Num país que foi construído à volta do mito da supremacia das raízes russas, as minorias étnicas e culturais são um desafio de fundo e constante. Para além da centena de grupos étnicos que formam a Federação Russa, há igualmente que ter presente o potencial de destabilização que existe nas repúblicas em que a maioria da população é de cultura islâmica. A instabilidade é particularmente aguda nas regiões do Norte do Cáucaso, do Daguestão à Chechénia. A resposta de Putin tem consistido num misto de autonomia e repressão. Essa é a resposta clássica, própria de quem acredita no uso da força. Não tem em conta que é preciso combater o racismo de muitos russos em relação às outras etnias e promover o desenvolvimento dessas terras distantes da capital.

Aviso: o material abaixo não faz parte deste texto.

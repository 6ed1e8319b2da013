//! Bus d'evenements type du core
//!
//! Remplace l'emission par topics dynamiques: chaque evenement est un
//! variant de `CoreEvent` avec un payload fixe, diffuse sur un canal
//! broadcast tokio. La livraison est at-most-once par abonne; un abonne
//! en retard perd les evenements les plus anciens et doit re-interroger
//! l'etat a la reconnexion.

use serde::{Deserialize, Serialize};
use tokio::sync::broadcast;

use crate::models::S3MetricsEvent;

/// Etat d'un job d'indexation
#[derive(Debug, Clone, Copy, PartialEq, Eq, Serialize, Deserialize)]
#[serde(rename_all = "lowercase")]
pub enum IndexStatus {
    Starting,
    Indexing,
    Completed,
    Partial,
    Cancelled,
    Failed,
}

/// Progression d'un job d'indexation
#[derive(Debug, Clone, Serialize, Deserialize)]
pub struct IndexProgressEvent {
    pub profile_id: String,
    pub bucket_name: String,
    pub objects_indexed: u64,
    pub requests_made: u32,
    pub max_requests: u32,
    pub is_complete: bool,
    pub status: IndexStatus,
    pub error: Option<String>,
}

/// Notification qu'un objet vient d'etre materialise sur le remote
/// (emis apres la prise en compte optimiste dans l'index)
#[derive(Debug, Clone, Serialize, Deserialize)]
pub struct ObjectCompletedEvent {
    pub profile_id: String,
    pub bucket_name: String,
    pub key: String,
    pub size: i64,
    pub content_type: Option<String>,
}

/// Evenement du core
#[derive(Debug, Clone, Serialize)]
pub enum CoreEvent {
    IndexProgress(IndexProgressEvent),
    ObjectCompleted(ObjectCompletedEvent),
    RequestMetric(S3MetricsEvent),
}

/// Capacite par defaut du canal broadcast
pub const DEFAULT_EVENT_CAPACITY: usize = 256;

/// Bus d'evenements, detenu par le Core
pub struct EventBus {
    tx: broadcast::Sender<CoreEvent>,
}

impl EventBus {
    pub fn new(capacity: usize) -> Self {
        let (tx, _) = broadcast::channel(capacity.max(1));
        Self { tx }
    }

    /// S'abonner au flux d'evenements
    pub fn subscribe(&self) -> broadcast::Receiver<CoreEvent> {
        self.tx.subscribe()
    }

    /// Obtenir une poignee d'emission (transmit-only) pour un producteur
    pub fn sink(&self) -> EventSink {
        EventSink {
            tx: self.tx.clone(),
        }
    }

    /// Emettre un evenement (sans attendre les abonnes)
    pub fn emit(&self, event: CoreEvent) {
        // Pas d'abonne = pas une erreur
        let _ = self.tx.send(event);
    }
}

impl Default for EventBus {
    fn default() -> Self {
        Self::new(DEFAULT_EVENT_CAPACITY)
    }
}

/// Poignee d'emission clonable, sans acces a la reception
///
/// Remise au driver d'indexation et a l'enregistreur de metriques pour
/// garantir un flux de messages unidirectionnel.
#[derive(Clone)]
pub struct EventSink {
    tx: broadcast::Sender<CoreEvent>,
}

impl EventSink {
    pub fn emit(&self, event: CoreEvent) {
        let _ = self.tx.send(event);
    }
}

Não convém, finalmente, esquecer as ameaças externas. Três quartos do território nacional estão na parte asiática do país, mas três quartos da população vivem na parte europeia. Este facto poderá dar asas à imaginação chinesa. A China tem um problema de espaço e de recursos. A norte, do outro lado da fronteira, há todo um território por explorar. Na minha opinião, a segurança externa da Rússia tem que ver, a prazo, com a sua frente oriental. Moscovo está a investir de um modo acelerado na revitalização das suas forças armadas. Vê as fronteiras do lado da OTAN e o Ártico como as áreas prioritárias de defesa. Talvez fosse mais estratégico apostar num relacionamento diferente com a Europa e os EUA, pensar em termos de cooperação e não de hostilidade. E virar-se para o Oriente. Uma presença mais forte na Ásia contribuiria de modo significativo para reequilibrar a balança de poderes nessa região do mundo. Com o tempo transformaria a Rússia numa ponte entre a Europa e o Extremo Oriente. Parafraseando o que Putin disse há uns anos, seria assim um dia possível caminhar de Lisboa a Vladivostok em segurança. Ganharíamos todos.